2. Use trays or baskets to group similar items. If you are able to see some colours, choose baskets in these colours. For example, all your jam jars could be placed in a red basket. The basket should extend the entire depth of the fridge. This will allow you to slide the basket halfway out of the fridge, locate the jar you want, and then slide the basket back in. This will prevent food items from mistakenly being pushed to the back of the fridge.
3. Many food products can be easily identified by their size, shape or colour. For example, the ketchup bottle is a unique shape and therefore probably does not need a label. However, if you have two jars that are a similar shape, size, or colour, you can simply distinguish the jars using an elastic band or raised peel-and-stick marking.
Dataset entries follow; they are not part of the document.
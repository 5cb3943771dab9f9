#![allow(non_snake_case)]
use crate::View;
use std::panic::{AssertUnwindSafe, catch_unwind};

#[derive(Debug, thiserror::Error)]
pub enum DriftError {
    #[error("composition was already disposed")]
    Disposed,
    #[error("compose() called while another composition is running")]
    Reentrant,
}

pub struct ErrorInfo {
    pub message: String,
}

/// Catches a panic raised while building `content` and renders `fallback`
/// in its place.
pub fn ErrorBoundary(fallback: impl Fn(ErrorInfo) -> View, content: impl FnOnce() -> View) -> View {
    match catch_unwind(AssertUnwindSafe(content)) {
        Ok(view) => view,
        Err(err) => {
            let message = if let Some(s) = err.downcast_ref::<String>() {
                s.clone()
            } else if let Some(s) = err.downcast_ref::<&str>() {
                s.to_string()
            } else {
                "Unknown panic".to_string()
            };
            log::error!("ErrorBoundary caught: {message}");
            fallback(ErrorInfo { message })
        }
    }
}
//! # Composition, effects and signals
//!
//! Drift builds UI as a function from state to a `View` tree, re-run on
//! every frame by a `Composition`. There are four main pieces:
//!
//! - `remember*`: storage bound to a call site of a composition.
//! - `Signal<T>`: observable value; writes request a new frame.
//! - `after_commit` / `use_effect`: work that runs after a commit, with
//!   cleanup before the next run and at teardown.
//! - `Scope`: owner of teardown callbacks for one mounted instance.
//!
//! ## Composing
//!
//! ```rust
//! use drift_core::*;
//!
//! let composition = Composition::new();
//! let build = || {
//!     let count = remember(|| signal(0));
//!     View::new(0, ViewKind::Text {
//!         text: format!("Count = {}", count.get()),
//!         color: Color::WHITE,
//!         font_size: 16.0,
//!     })
//! };
//!
//! let view = composition.compose(build).unwrap();
//! assert!(matches!(view.kind, ViewKind::Text { .. }));
//! composition.dispose();
//! ```
//!
//! - `remember` is order‑based: the Nth call in a composition always refers
//!   to the Nth stored value.
//! - `remember_with_key` is key‑based and stable across conditional branches.
//!
//! ## Effects and cleanup
//!
//! `use_effect(key, f)` runs `f` after the first commit and after any commit
//! where `key` changed. The `Dispose` it returns runs before the next run
//! and at teardown:
//!
//! ```rust
//! use drift_core::*;
//!
//! fn example() -> View {
//!     use_mount_effect(|| {
//!         log::info!("Mounted Example");
//!         on_unmount(|| log::info!("Unmounted Example"))
//!     });
//!     View::new(0, ViewKind::Box)
//! }
//! ```

pub mod color;
pub mod effects;
pub mod effects_ext;
pub mod error;
pub mod geometry;
pub mod input;
pub mod locals;
pub mod modifier;
pub mod runtime;
pub mod scope;
pub mod semantics;
pub mod signal;
pub mod view;

pub use color::*;
pub use effects::*;
pub use effects_ext::*;
pub use error::*;
pub use geometry::*;
pub use input::*;
pub use locals::*;
pub use modifier::*;
pub use runtime::*;
pub use scope::*;
pub use semantics::*;
pub use signal::*;
pub use view::*;
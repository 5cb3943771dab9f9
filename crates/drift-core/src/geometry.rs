#[derive(Clone, Copy, Debug, Default, PartialEq)]
#[cfg_attr(feature = "serde", derive(serde::Serialize, serde::Deserialize))]
pub struct Vec2 {
    pub x: f32,
    pub y: f32,
}

impl Vec2 {
    pub fn new(x: f32, y: f32) -> Self {
        Self { x, y }
    }
}

impl std::ops::Sub for Vec2 {
    type Output = Vec2;

    fn sub(self, rhs: Vec2) -> Vec2 {
        Vec2 {
            x: self.x - rhs.x,
            y: self.y - rhs.y,
        }
    }
}

#[derive(Clone, Copy, Debug, Default, PartialEq)]
#[cfg_attr(feature = "serde", derive(serde::Serialize, serde::Deserialize))]
pub struct Size {
    pub width: f32,
    pub height: f32,
}

#[derive(Clone, Copy, Debug, Default, PartialEq)]
#[cfg_attr(feature = "serde", derive(serde::Serialize, serde::Deserialize))]
pub struct Rect {
    pub x: f32,
    pub y: f32,
    pub w: f32,
    pub h: f32,
}

impl Rect {
    pub fn new(x: f32, y: f32, w: f32, h: f32) -> Self {
        Self { x, y, w, h }
    }

    pub fn contains(&self, p: Vec2) -> bool {
        p.x >= self.x && p.x <= self.x + self.w && p.y >= self.y && p.y <= self.y + self.h
    }

    pub fn right(&self) -> f32 {
        self.x + self.w
    }

    pub fn bottom(&self) -> f32 {
        self.y + self.h
    }

    pub fn translate(&self, d: Vec2) -> Rect {
        Rect {
            x: self.x + d.x,
            y: self.y + d.y,
            ..*self
        }
    }
}
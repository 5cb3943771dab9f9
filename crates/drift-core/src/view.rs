use std::cell::Cell;
use std::rc::Rc;

use crate::{Color, Modifier};

pub type ViewId = u64;

pub type Callback = Rc<dyn Fn()>;

/// Identity of a committed element, shared between a `NodeRef` and the view
/// it is attached to.
#[derive(Clone, Copy, Debug, PartialEq, Eq, Hash, PartialOrd, Ord)]
pub struct ElementId(pub u64);

thread_local! {
    static NEXT_ELEMENT: Cell<u64> = const { Cell::new(1) };
}

impl ElementId {
    pub fn next() -> Self {
        NEXT_ELEMENT.with(|n| {
            let id = n.get();
            n.set(id + 1);
            ElementId(id)
        })
    }
}

/// Handle to a single view in the committed tree.
///
/// Create it with `remember(NodeRef::new)` and attach it with
/// `Modifier::node_ref`. It reports `is_bound()` only after a commit that
/// contained the attached view, and is unbound again once a commit no
/// longer does (or the composition is disposed).
#[derive(Clone, Debug)]
pub struct NodeRef {
    id: ElementId,
    bound: Rc<Cell<bool>>,
}

impl NodeRef {
    pub fn new() -> Self {
        Self {
            id: ElementId::next(),
            bound: Rc::new(Cell::new(false)),
        }
    }

    pub fn id(&self) -> ElementId {
        self.id
    }

    /// The element id, if the referenced view is currently committed.
    pub fn get(&self) -> Option<ElementId> {
        self.bound.get().then_some(self.id)
    }

    pub fn is_bound(&self) -> bool {
        self.bound.get()
    }

    pub(crate) fn set_bound(&self, bound: bool) {
        self.bound.set(bound);
    }
}

impl Default for NodeRef {
    fn default() -> Self {
        Self::new()
    }
}

impl PartialEq for NodeRef {
    fn eq(&self, other: &Self) -> bool {
        self.id == other.id
    }
}

#[derive(Clone)]
pub enum ViewKind {
    Surface,
    Box,
    Row,
    Column,
    Text {
        text: String,
        color: Color,
        font_size: f32,
    },
    Button {
        text: String,
        on_click: Option<Callback>,
    },
    Image {
        source: String,
        alt: String,
    },
    Link {
        text: String,
        href: String,
        new_tab: bool,
    },
}

impl std::fmt::Debug for ViewKind {
    fn fmt(&self, f: &mut std::fmt::Formatter<'_>) -> std::fmt::Result {
        match self {
            ViewKind::Surface => write!(f, "Surface"),
            ViewKind::Box => write!(f, "Box"),
            ViewKind::Row => write!(f, "Row"),
            ViewKind::Column => write!(f, "Column"),
            ViewKind::Text {
                text,
                color,
                font_size,
            } => f
                .debug_struct("Text")
                .field("text", text)
                .field("color", color)
                .field("font_size", font_size)
                .finish(),
            ViewKind::Button { text, .. } => f
                .debug_struct("Button")
                .field("text", text)
                .field("on_click", &"<callback>")
                .finish(),
            ViewKind::Image { source, alt } => f
                .debug_struct("Image")
                .field("source", source)
                .field("alt", alt)
                .finish(),
            ViewKind::Link {
                text,
                href,
                new_tab,
            } => f
                .debug_struct("Link")
                .field("text", text)
                .field("href", href)
                .field("new_tab", new_tab)
                .finish(),
        }
    }
}

#[derive(Clone, Debug)]
pub struct View {
    pub id: ViewId,
    pub kind: ViewKind,
    pub modifier: Modifier,
    pub children: Vec<View>,
    pub semantics: Option<crate::semantics::Semantics>,
}

impl View {
    pub fn new(id: ViewId, kind: ViewKind) -> Self {
        View {
            id,
            kind,
            modifier: Modifier::default(),
            children: vec![],
            semantics: None,
        }
    }
    pub fn modifier(mut self, m: Modifier) -> Self {
        self.modifier = m;
        self
    }
    pub fn with_children(mut self, kids: Vec<View>) -> Self {
        self.children = kids;
        self
    }
    pub fn semantics(mut self, s: crate::semantics::Semantics) -> Self {
        self.semantics = Some(s);
        self
    }

    /// Depth-first walk over this view and all descendants.
    pub fn visit(&self, f: &mut impl FnMut(&View)) {
        f(self);
        for child in &self.children {
            child.visit(f);
        }
    }

    /// First view (depth-first) matching `pred`.
    pub fn find(&self, pred: &impl Fn(&View) -> bool) -> Option<&View> {
        if pred(self) {
            return Some(self);
        }
        self.children.iter().find_map(|c| c.find(pred))
    }

    /// Invokes the click handler of the first button labelled `label`.
    /// Returns `false` if no such button exists.
    pub fn click(&self, label: &str) -> bool {
        let target = self.find(&|v| matches!(&v.kind, ViewKind::Button { text, .. } if text == label));
        match target.map(|v| &v.kind) {
            Some(ViewKind::Button {
                on_click: Some(cb), ..
            }) => {
                cb();
                true
            }
            _ => false,
        }
    }
}
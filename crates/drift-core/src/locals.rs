//! # Composition locals
//!
//! Thread‑local values scoped to a subtree of the composition. A parent
//! provides a value with `with_local`, and any hook or widget composed
//! inside reads it back with `local::<T>()`:
//!
//! ```rust
//! use drift_core::*;
//!
//! #[derive(Clone, Debug, PartialEq)]
//! struct Accent(Color);
//!
//! with_local(Accent(Color::WHITE), || {
//!     assert_eq!(local::<Accent>(), Some(Accent(Color::WHITE)));
//! });
//! assert_eq!(local::<Accent>(), None);
//! ```
//!
//! Locals are only visible while the closure runs. Code that needs a local
//! after commit (effects, event handlers) must read it during composition
//! and capture the value.

use std::any::{Any, TypeId};
use std::cell::RefCell;
use std::collections::HashMap;

thread_local! {
    static LOCALS_STACK: RefCell<Vec<HashMap<TypeId, Box<dyn Any>>>> = RefCell::new(Vec::new());
}

fn with_locals_frame<R>(f: impl FnOnce() -> R) -> R {
    // Non-panicking frame guard (ensures pop on unwind)
    struct Guard;
    impl Drop for Guard {
        fn drop(&mut self) {
            LOCALS_STACK.with(|st| {
                st.borrow_mut().pop();
            });
        }
    }
    LOCALS_STACK.with(|st| st.borrow_mut().push(HashMap::new()));
    let _guard = Guard;
    f()
}

fn set_local_boxed(t: TypeId, v: Box<dyn Any>) {
    LOCALS_STACK.with(|st| {
        if let Some(top) = st.borrow_mut().last_mut() {
            top.insert(t, v);
        }
    });
}

/// Provides `value` to everything composed inside `f`.
pub fn with_local<T: Clone + 'static, R>(value: T, f: impl FnOnce() -> R) -> R {
    with_locals_frame(|| {
        set_local_boxed(TypeId::of::<T>(), Box::new(value));
        f()
    })
}

/// Innermost provided value of type `T`, if any.
pub fn local<T: Clone + 'static>() -> Option<T> {
    LOCALS_STACK.with(|st| {
        for frame in st.borrow().iter().rev() {
            if let Some(v) = frame.get(&TypeId::of::<T>())
                && let Some(t) = v.downcast_ref::<T>()
            {
                return Some(t.clone());
            }
        }
        None
    })
}

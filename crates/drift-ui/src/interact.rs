//! # Draggable and resizable elements
//!
//! `use_interact` turns one view into a freely positioned box that follows
//! drag and resize gestures:
//!
//! ```rust,ignore
//! let card = use_interact(PositionOverride::new().width(240.0));
//! Box(card.modifier()).with_children(vec![Text("Drag me")])
//! ```
//!
//! The gestures themselves come from an [`Interactor`] provided for the
//! subtree with [`with_interactor`]. The hook only attaches handlers while
//! enabled and folds every event into a single accumulator owned by the
//! call site, so each published [`Position`] is a full snapshot of one event.

use std::cell::RefCell;
use std::rc::Rc;

use bitflags::bitflags;
use drift_core::{
    Dispose, ElementId, Modifier, NodeRef, PositionType, Rect, Translate3d, local, on_unmount,
    remember, signal, use_effect, with_local,
};

/// Placement of an interactive element, in px.
#[derive(Clone, Copy, Debug, PartialEq)]
#[cfg_attr(feature = "serde", derive(serde::Serialize, serde::Deserialize))]
pub struct Position {
    pub x: f32,
    pub y: f32,
    pub width: f32,
    pub height: f32,
}

impl Default for Position {
    fn default() -> Self {
        Self {
            x: 0.0,
            y: 0.0,
            width: 100.0,
            height: 100.0,
        }
    }
}

impl Position {
    pub fn rect(&self) -> Rect {
        Rect::new(self.x, self.y, self.width, self.height)
    }
}

/// Fields to override on top of `Position::default()`.
#[derive(Clone, Copy, Debug, Default, PartialEq)]
#[cfg_attr(feature = "serde", derive(serde::Serialize, serde::Deserialize))]
pub struct PositionOverride {
    pub x: Option<f32>,
    pub y: Option<f32>,
    pub width: Option<f32>,
    pub height: Option<f32>,
}

impl PositionOverride {
    pub fn new() -> Self {
        Self::default()
    }
    pub fn x(mut self, x: f32) -> Self {
        self.x = Some(x);
        self
    }
    pub fn y(mut self, y: f32) -> Self {
        self.y = Some(y);
        self
    }
    pub fn width(mut self, width: f32) -> Self {
        self.width = Some(width);
        self
    }
    pub fn height(mut self, height: f32) -> Self {
        self.height = Some(height);
        self
    }

    pub fn apply(self, base: Position) -> Position {
        Position {
            x: self.x.unwrap_or(base.x),
            y: self.y.unwrap_or(base.y),
            width: self.width.unwrap_or(base.width),
            height: self.height.unwrap_or(base.height),
        }
    }

    pub fn resolve(self) -> Position {
        self.apply(Position::default())
    }
}

impl From<Position> for PositionOverride {
    fn from(p: Position) -> Self {
        Self {
            x: Some(p.x),
            y: Some(p.y),
            width: Some(p.width),
            height: Some(p.height),
        }
    }
}

/// Inline style for an interactive element: absolutely positioned and
/// moved with a translate so layout of siblings is unaffected.
#[derive(Clone, Debug, PartialEq)]
pub struct ElementStyle {
    pub position: PositionType,
    pub transform: Translate3d,
    pub width: f32,
    pub height: f32,
}

impl ElementStyle {
    pub fn from_position(p: &Position) -> Self {
        Self {
            position: PositionType::Absolute,
            transform: Translate3d::xy(p.x, p.y),
            width: p.width,
            height: p.height,
        }
    }

    pub fn width_px(&self) -> String {
        format!("{}px", self.width)
    }

    pub fn height_px(&self) -> String {
        format!("{}px", self.height)
    }

    pub fn modifier(&self) -> Modifier {
        let mut m = Modifier::new()
            .translate(self.transform.x, self.transform.y)
            .size(self.width, self.height);
        m.position_type = Some(self.position);
        m
    }

    pub fn to_css(&self) -> String {
        self.modifier().to_css()
    }
}

bitflags! {
    /// Element edges a resize may grab.
    #[derive(Clone, Copy, Debug, PartialEq, Eq, Hash)]
    pub struct Edges: u8 {
        const LEFT = 1 << 0;
        const RIGHT = 1 << 1;
        const TOP = 1 << 2;
        const BOTTOM = 1 << 3;
        const HORIZONTAL = Self::LEFT.bits() | Self::RIGHT.bits();
        const VERTICAL = Self::TOP.bits() | Self::BOTTOM.bits();
    }
}

#[derive(Clone, Copy, Debug, Default, PartialEq)]
pub struct DragOptions {
    pub inertia: bool,
}

#[derive(Clone, Copy, Debug, PartialEq)]
pub struct ResizeOptions {
    pub edges: Edges,
    pub preserve_aspect_ratio: bool,
    pub inertia: bool,
}

impl Default for ResizeOptions {
    fn default() -> Self {
        Self {
            edges: Edges::all(),
            preserve_aspect_ratio: false,
            inertia: false,
        }
    }
}

/// Which behaviors to attach. `None` leaves the behavior off.
#[derive(Clone, Copy, Debug, Default, PartialEq)]
pub struct InteractOptions {
    pub drag: Option<DragOptions>,
    pub resize: Option<ResizeOptions>,
}

impl InteractOptions {
    pub fn new() -> Self {
        Self::default()
    }
    pub fn draggable(mut self, opts: DragOptions) -> Self {
        self.drag = Some(opts);
        self
    }
    pub fn resizable(mut self, opts: ResizeOptions) -> Self {
        self.resize = Some(opts);
        self
    }
}

/// Incremental pointer movement while dragging.
#[derive(Clone, Copy, Debug, Default, PartialEq)]
pub struct DragMoveEvent {
    pub dx: f32,
    pub dy: f32,
}

/// Per-edge movement of a resize step. `left`/`top` are the offsets to add
/// to the element origin.
#[derive(Clone, Copy, Debug, Default, PartialEq)]
pub struct DeltaRect {
    pub left: f32,
    pub right: f32,
    pub top: f32,
    pub bottom: f32,
    pub width: f32,
    pub height: f32,
}

impl DeltaRect {
    pub fn between(old: Rect, new: Rect) -> Self {
        Self {
            left: new.x - old.x,
            right: new.right() - old.right(),
            top: new.y - old.y,
            bottom: new.bottom() - old.bottom(),
            width: new.w - old.w,
            height: new.h - old.h,
        }
    }
}

/// A resize step: the new absolute rect plus how each edge moved.
#[derive(Clone, Copy, Debug, PartialEq)]
pub struct ResizeMoveEvent {
    pub rect: Rect,
    pub delta_rect: DeltaRect,
    pub edges: Edges,
}

#[derive(Clone)]
pub struct InteractHandlers {
    pub on_move: Rc<dyn Fn(&DragMoveEvent)>,
    pub on_resize: Rc<dyn Fn(&ResizeMoveEvent)>,
}

#[derive(Clone, Debug, PartialEq, thiserror::Error)]
pub enum InteractError {
    #[error("element {0:?} is not bound to a committed view")]
    Unbound(ElementId),
    #[error("no interactor was provided for this subtree")]
    NoInteractor,
    #[error("element {0:?} already has interaction handlers attached")]
    AlreadyAttached(ElementId),
}

/// Gesture source for interactive elements.
pub trait Interactor {
    fn attach(
        &self,
        target: ElementId,
        options: &InteractOptions,
        handlers: InteractHandlers,
    ) -> Result<(), InteractError>;

    /// Removes every handler from `target`. Unknown targets are ignored.
    fn detach(&self, target: ElementId);

    fn is_attached(&self, target: ElementId) -> bool;
}

/// Provides `interactor` to every `use_interact` composed inside `f`.
pub fn with_interactor<R>(interactor: Rc<dyn Interactor>, f: impl FnOnce() -> R) -> R {
    with_local(interactor, f)
}

pub fn interactor() -> Option<Rc<dyn Interactor>> {
    local::<Rc<dyn Interactor>>()
}

/// Result of [`use_interact`] for one frame.
#[derive(Clone)]
pub struct Interactable {
    /// Attach to exactly one view, e.g. through [`Interactable::modifier`].
    pub node: NodeRef,
    pub style: ElementStyle,
    pub position: Position,
    pub is_enabled: bool,
    enable: Rc<dyn Fn()>,
    disable: Rc<dyn Fn()>,
}

impl Interactable {
    pub fn enable(&self) {
        (self.enable)()
    }

    pub fn disable(&self) {
        (self.disable)()
    }

    /// The element style with the node ref attached.
    pub fn modifier(&self) -> Modifier {
        self.style.modifier().node_ref(&self.node)
    }
}

impl std::fmt::Debug for Interactable {
    fn fmt(&self, f: &mut std::fmt::Formatter<'_>) -> std::fmt::Result {
        f.debug_struct("Interactable")
            .field("node", &self.node.id())
            .field("position", &self.position)
            .field("is_enabled", &self.is_enabled)
            .finish()
    }
}

fn controller_options() -> InteractOptions {
    InteractOptions::new()
        .draggable(DragOptions { inertia: false })
        .resizable(ResizeOptions {
            edges: Edges::all(),
            preserve_aspect_ratio: false,
            inertia: false,
        })
}

fn controller_handlers(
    accumulator: Rc<RefCell<Position>>,
    publish: Rc<dyn Fn(Position)>,
) -> InteractHandlers {
    let on_move = {
        let accumulator = accumulator.clone();
        let publish = publish.clone();
        move |e: &DragMoveEvent| {
            let snapshot = {
                let mut acc = accumulator.borrow_mut();
                acc.x += e.dx;
                acc.y += e.dy;
                *acc
            };
            publish(snapshot);
        }
    };
    let on_resize = move |e: &ResizeMoveEvent| {
        let snapshot = {
            let mut acc = accumulator.borrow_mut();
            acc.width = e.rect.w.max(0.0);
            acc.height = e.rect.h.max(0.0);
            acc.x += e.delta_rect.left;
            acc.y += e.delta_rect.top;
            *acc
        };
        publish(snapshot);
    };
    InteractHandlers {
        on_move: Rc::new(on_move),
        on_resize: Rc::new(on_resize),
    }
}

fn attach_controller(
    backend: Option<Rc<dyn Interactor>>,
    node: &NodeRef,
    handlers: InteractHandlers,
) -> Result<Dispose, InteractError> {
    let backend = backend.ok_or(InteractError::NoInteractor)?;
    let target = node.get().ok_or(InteractError::Unbound(node.id()))?;
    backend.attach(target, &controller_options(), handlers)?;
    log::debug!("interact: attached {target:?}");
    Ok(on_unmount(move || {
        backend.detach(target);
        log::debug!("interact: detached {target:?}");
    }))
}

/// Makes one view draggable and resizable.
///
/// Starts from `initial` merged over `Position::default()`, enabled. While
/// enabled, handlers are attached to the view carrying [`Interactable::node`]
/// after each commit that flips the flag; disabling or tearing down the
/// composition detaches them.
pub fn use_interact(initial: PositionOverride) -> Interactable {
    let position = remember(|| signal(initial.resolve()));
    let accumulator = remember(|| RefCell::new(position.get()));
    let enabled = remember(|| signal(true));
    let node = remember(NodeRef::new);

    let backend = interactor();
    let is_enabled = enabled.get();

    {
        let node = (*node).clone();
        let publish: Rc<dyn Fn(Position)> = {
            let position = position.clone();
            Rc::new(move |p| position.set(p))
        };
        let accumulator = accumulator.clone();
        use_effect(is_enabled, move || {
            if !is_enabled {
                if let Some(backend) = &backend {
                    backend.detach(node.id());
                }
                return Dispose::noop();
            }
            let handlers = controller_handlers(accumulator, publish);
            match attach_controller(backend, &node, handlers) {
                Ok(dispose) => dispose,
                Err(err) => {
                    log::warn!("use_interact: cannot enable: {err}");
                    Dispose::noop()
                }
            }
        });
    }

    let current = position.get();
    Interactable {
        node: (*node).clone(),
        style: ElementStyle::from_position(&current),
        position: current,
        is_enabled,
        enable: {
            let enabled = enabled.clone();
            Rc::new(move || enabled.set(true))
        },
        disable: Rc::new(move || enabled.set(false)),
    }
}

/// In-memory [`Interactor`] that lets callers emit gestures directly.
pub mod testing {
    use super::*;
    use std::collections::HashMap;

    #[derive(Clone, Copy, Debug, PartialEq, Eq)]
    pub enum FakeCall {
        Attach(ElementId),
        Detach(ElementId),
    }

    #[derive(Default)]
    pub struct FakeInteractor {
        attached: RefCell<HashMap<ElementId, (InteractOptions, InteractHandlers)>>,
        calls: RefCell<Vec<FakeCall>>,
    }

    impl FakeInteractor {
        pub fn new() -> Rc<Self> {
            Rc::new(Self::default())
        }

        pub fn calls(&self) -> Vec<FakeCall> {
            self.calls.borrow().clone()
        }

        pub fn options(&self, target: ElementId) -> Option<InteractOptions> {
            self.attached.borrow().get(&target).map(|(o, _)| *o)
        }

        fn handlers(&self, target: ElementId) -> Option<InteractHandlers> {
            self.attached.borrow().get(&target).map(|(_, h)| h.clone())
        }

        /// Delivers a drag step. Returns `false` if nothing is attached.
        pub fn emit_drag(&self, target: ElementId, dx: f32, dy: f32) -> bool {
            match self.handlers(target) {
                Some(h) => {
                    (h.on_move)(&DragMoveEvent { dx, dy });
                    true
                }
                None => false,
            }
        }

        /// Delivers a resize step. Returns `false` if nothing is attached.
        pub fn emit_resize(&self, target: ElementId, event: ResizeMoveEvent) -> bool {
            match self.handlers(target) {
                Some(h) => {
                    (h.on_resize)(&event);
                    true
                }
                None => false,
            }
        }
    }

    impl Interactor for FakeInteractor {
        fn attach(
            &self,
            target: ElementId,
            options: &InteractOptions,
            handlers: InteractHandlers,
        ) -> Result<(), InteractError> {
            let mut attached = self.attached.borrow_mut();
            if attached.contains_key(&target) {
                return Err(InteractError::AlreadyAttached(target));
            }
            attached.insert(target, (*options, handlers));
            self.calls.borrow_mut().push(FakeCall::Attach(target));
            Ok(())
        }

        fn detach(&self, target: ElementId) {
            if self.attached.borrow_mut().remove(&target).is_some() {
                self.calls.borrow_mut().push(FakeCall::Detach(target));
            }
        }

        fn is_attached(&self, target: ElementId) -> bool {
            self.attached.borrow().contains_key(&target)
        }
    }
}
4. Elastic bands are a cheap and easy method for labelling. When labelling similar food items with elastic bands, do not forget that elastic bands come in many sizes and colours. Or use multiple elastic bands to identify a jar. For example, if you have three salad-dressing bottles, place them in alphabetical order. Put no elastic band on the Caesar dressing because it is at the beginning of the alphabet. A thin elastic band or one elastic band on the Italian dressing because it is next in line in the alphabet. And a thick "broccoli elastic" band or two elastic bands on the Ranch dressing because it is at the end of the alphabet. Or you could place the elastic band around your favourite salad dressing bottle. Of course, you need to have a pretty good memory to follow this technique!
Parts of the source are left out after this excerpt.